That’s why we also typically are have a much higher natural hedge on FX. When you specifically look at, for instance, Swiss franc development, though, compared q one with q two, and or also q four, it’s a bit of an up and down. So, yes, I know we kind of ended up at this very strong Swiss franc overall, but the dynamics are still higher than than the situation would generally suggest in q two. So there might be improvement on it. But I would also say, on short term, more intensifies, but in general, long term, we try to manage this strength of this currency, specifically the Swiss franc, for instance, also the euro to some degree with this relocation and cost optimization.
So don’t know how quickly this will materialize or how quickly the effects effect will go reverse. But I look at this with a relaxed perspective. I think this is manageable. We’ve we’ve seen this before. Again, we do not have a one concentrated location or two big locations.
We are more diversified than that. If you compare the the profile of our cost with the profile of our revenue, it’s relatively balanced. The only thing is there’s not many customers in Switzerland for semi or auto. Right? So that’s the one thing that we need to watch a little bit.
But, again, for that, we also have this reconfiguration projects longer term. And we stepped it up a little bit because we do expect it to be a bit stronger in comparison. So I I think we can work through that. I would not worry about 2026. I mean, the last three years were difficult to estimate.

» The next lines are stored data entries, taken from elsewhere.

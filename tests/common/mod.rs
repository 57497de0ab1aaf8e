//! Shared utilities for integration testing.

#![allow(dead_code)]

use std::net::SocketAddr;
use std::sync::atomic::{AtomicU64, AtomicUsize, Ordering};
use std::sync::Arc;
use std::time::Duration;

use tokio::io::{AsyncRead, AsyncReadExt, AsyncWrite, AsyncWriteExt};
use tokio::net::{TcpListener, TcpStream};

use intercept_proxy::net::tls::{self, TlsIdentity};
use intercept_proxy::{Proxy, ProxyConfig, ProxyHooks};

/// A keep-alive HTTP/1.1 origin speaking raw bytes.
///
/// Every response carries the request-target and the request's `echo`
/// header back in `target` / `echo` headers and echoes the request body.
/// A request with an `Upgrade` header is answered with `101` and the
/// connection then echoes raw bytes.
pub struct MockOrigin {
    pub addr: SocketAddr,
    connections: Arc<AtomicUsize>,
}

impl MockOrigin {
    /// Connections the origin has accepted so far.
    pub fn connections(&self) -> usize {
        self.connections.load(Ordering::SeqCst)
    }
}

/// Start a plain-text mock origin on an ephemeral port.
pub async fn start_origin() -> MockOrigin {
    let listener = TcpListener::bind("127.0.0.1:0").await.unwrap();
    let addr = listener.local_addr().unwrap();
    let connections = Arc::new(AtomicUsize::new(0));
    let counter = Arc::clone(&connections);

    tokio::spawn(async move {
        while let Ok((socket, _)) = listener.accept().await {
            counter.fetch_add(1, Ordering::SeqCst);
            tokio::spawn(serve_http(socket));
        }
    });

    MockOrigin { addr, connections }
}

/// Start a TLS mock origin using the built-in localhost identity.
pub async fn start_tls_origin() -> MockOrigin {
    let listener = TcpListener::bind("127.0.0.1:0").await.unwrap();
    let addr = listener.local_addr().unwrap();
    let connections = Arc::new(AtomicUsize::new(0));
    let counter = Arc::clone(&connections);
    let config = tls::server_config(&TlsIdentity::localhost().unwrap()).unwrap();

    tokio::spawn(async move {
        while let Ok((socket, _)) = listener.accept().await {
            counter.fetch_add(1, Ordering::SeqCst);
            let config = Arc::clone(&config);
            tokio::spawn(async move {
                if let Ok(stream) = tls::accept(config, socket, Duration::from_secs(5)).await {
                    serve_http(stream).await;
                }
            });
        }
    });

    MockOrigin { addr, connections }
}

/// Start an origin that answers its first request with a `len`-byte body
/// and counts how many body bytes the proxy has accepted from it so far.
pub async fn start_bulk_origin(len: u64) -> (SocketAddr, Arc<AtomicU64>) {
    let listener = TcpListener::bind("127.0.0.1:0").await.unwrap();
    let addr = listener.local_addr().unwrap();
    let written = Arc::new(AtomicU64::new(0));
    let counter = Arc::clone(&written);

    tokio::spawn(async move {
        let Ok((mut socket, _)) = listener.accept().await else {
            return;
        };
        let mut buf = Vec::new();
        if read_head(&mut socket, &mut buf).await.is_none() {
            return;
        }
        let head = format!("HTTP/1.1 200 OK\r\nContent-Length: {len}\r\n\r\n");
        if socket.write_all(head.as_bytes()).await.is_err() {
            return;
        }
        let chunk = vec![b'x'; 64 * 1024];
        while counter.load(Ordering::SeqCst) < len {
            if socket.write_all(&chunk).await.is_err() {
                return;
            }
            counter.fetch_add(chunk.len() as u64, Ordering::SeqCst);
        }
    });

    (addr, written)
}

/// Start an axum origin whose `/echo` route returns the `echo` header.
pub async fn start_axum_origin() -> SocketAddr {
    use axum::http::HeaderMap;
    use axum::routing::get;

    async fn echo(headers: HeaderMap) -> String {
        headers
            .get("echo")
            .and_then(|v| v.to_str().ok())
            .unwrap_or_default()
            .to_string()
    }

    let listener = TcpListener::bind("127.0.0.1:0").await.unwrap();
    let addr = listener.local_addr().unwrap();
    let app = axum::Router::new().route("/echo", get(echo));
    tokio::spawn(async move {
        let _ = axum::serve(listener, app).await;
    });
    addr
}

/// Build a proxy with default config and `hooks`, listening on an ephemeral
/// port.
pub async fn start_proxy(hooks: ProxyHooks) -> (Proxy, SocketAddr) {
    start_proxy_with(ProxyConfig::default(), hooks).await
}

pub async fn start_proxy_with(config: ProxyConfig, hooks: ProxyHooks) -> (Proxy, SocketAddr) {
    let proxy = Proxy::new(config, hooks).unwrap();
    let addr = proxy.listen("127.0.0.1:0".parse().unwrap()).await.unwrap();
    (proxy, addr)
}

/// A parsed response read by [`read_response`].
#[derive(Debug)]
pub struct RawResponse {
    pub status: u16,
    pub headers: Vec<(String, String)>,
    pub body: Vec<u8>,
}

impl RawResponse {
    pub fn header(&self, name: &str) -> Option<&str> {
        self.headers
            .iter()
            .find(|(n, _)| n.eq_ignore_ascii_case(name))
            .map(|(_, v)| v.as_str())
    }
}

/// Read one Content-Length framed response off `stream`.
pub async fn read_response<S: AsyncRead + Unpin>(stream: &mut S) -> RawResponse {
    let mut buf = Vec::new();
    let head_end = read_head(stream, &mut buf).await.expect("response head");

    let mut headers = [httparse::EMPTY_HEADER; 32];
    let mut parsed = httparse::Response::new(&mut headers);
    parsed.parse(&buf[..head_end]).unwrap();
    let status = parsed.code.unwrap();
    let headers: Vec<(String, String)> = parsed
        .headers
        .iter()
        .map(|h| {
            (
                h.name.to_string(),
                String::from_utf8_lossy(h.value).into_owned(),
            )
        })
        .collect();

    let len = headers
        .iter()
        .find(|(n, _)| n.eq_ignore_ascii_case("content-length"))
        .map_or(0, |(_, v)| v.parse::<usize>().unwrap());
    let mut body = buf[head_end..].to_vec();
    while body.len() < len {
        let mut chunk = [0u8; 1024];
        let n = stream.read(&mut chunk).await.unwrap();
        assert!(n > 0, "connection closed mid-body");
        body.extend_from_slice(&chunk[..n]);
    }

    RawResponse {
        status,
        headers,
        body,
    }
}

/// Poll `condition` for up to a second.
pub async fn eventually<F: Fn() -> bool>(condition: F) -> bool {
    for _ in 0..100 {
        if condition() {
            return true;
        }
        tokio::time::sleep(Duration::from_millis(10)).await;
    }
    false
}

/// Open a raw client connection to the proxy.
pub async fn connect(proxy: SocketAddr) -> TcpStream {
    TcpStream::connect(proxy).await.unwrap()
}

/// Read until the end of a message head. Returns the head length, or `None`
/// when the peer closed first.
async fn read_head<S: AsyncRead + Unpin>(stream: &mut S, buf: &mut Vec<u8>) -> Option<usize> {
    loop {
        if let Some(pos) = buf.windows(4).position(|w| w == b"\r\n\r\n") {
            return Some(pos + 4);
        }
        let mut chunk = [0u8; 1024];
        let n = stream.read(&mut chunk).await.ok()?;
        if n == 0 {
            return None;
        }
        buf.extend_from_slice(&chunk[..n]);
    }
}

async fn serve_http<S: AsyncRead + AsyncWrite + Unpin>(mut stream: S) {
    let mut buf = Vec::new();
    loop {
        let Some(head_end) = read_head(&mut stream, &mut buf).await else {
            return;
        };

        let (target, echo, upgrade, len) = {
            let mut headers = [httparse::EMPTY_HEADER; 32];
            let mut request = httparse::Request::new(&mut headers);
            if request.parse(&buf[..head_end]).is_err() {
                return;
            }
            let find = |name: &str| {
                request
                    .headers
                    .iter()
                    .find(|h| h.name.eq_ignore_ascii_case(name))
                    .map(|h| String::from_utf8_lossy(h.value).into_owned())
            };
            (
                request.path.unwrap_or("/").to_string(),
                find("echo").unwrap_or_default(),
                find("upgrade").is_some(),
                find("content-length").map_or(0, |v| v.parse::<usize>().unwrap_or(0)),
            )
        };
        buf.drain(..head_end);

        if upgrade {
            let _ = stream
                .write_all(
                    b"HTTP/1.1 101 Switching Protocols\r\nConnection: Upgrade\r\nUpgrade: echo\r\n\r\n",
                )
                .await;
            if !buf.is_empty() && stream.write_all(&buf).await.is_err() {
                return;
            }
            let mut chunk = [0u8; 1024];
            while let Ok(n) = stream.read(&mut chunk).await {
                if n == 0 || stream.write_all(&chunk[..n]).await.is_err() {
                    break;
                }
            }
            let _ = stream.shutdown().await;
            return;
        }

        while buf.len() < len {
            let mut chunk = [0u8; 1024];
            match stream.read(&mut chunk).await {
                Ok(0) | Err(_) => return,
                Ok(n) => buf.extend_from_slice(&chunk[..n]),
            }
        }
        let body: Vec<u8> = buf.drain(..len).collect();

        let head = format!(
            "HTTP/1.1 200 OK\r\ntarget: {}\r\necho: {}\r\nContent-Length: {}\r\n\r\n",
            target,
            echo,
            body.len()
        );
        if stream.write_all(head.as_bytes()).await.is_err()
            || stream.write_all(&body).await.is_err()
        {
            return;
        }
    }
}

So how do I make a statement for next year that that age as well beyond a couple months? Right? But if I look at next year, I really can look at it with optimism in spite of everything that how happens in the world. The tech nodes are pushing. There’s a lot of new innovation from space to quantum computing to all these new tech nodes in semi.
We’re right there. We’re right plugged in. There’s a lot of new application and sense technology coming online. Data analytics is on fire. Oh my god.
These new products that we’re making there and the stuff that’s happening. All markets look like they grow next year versus this year. This is not guidance. This is just the general feeling of how the development is based on what I said earlier. Hey.
There’s reason for optimism even though we’re in the middle of a storm, frankly. Because underlying factors haven’t changed, actually. I think they could even you could even say they have improved. So no reason for for negativity or too much. We have to navigate it.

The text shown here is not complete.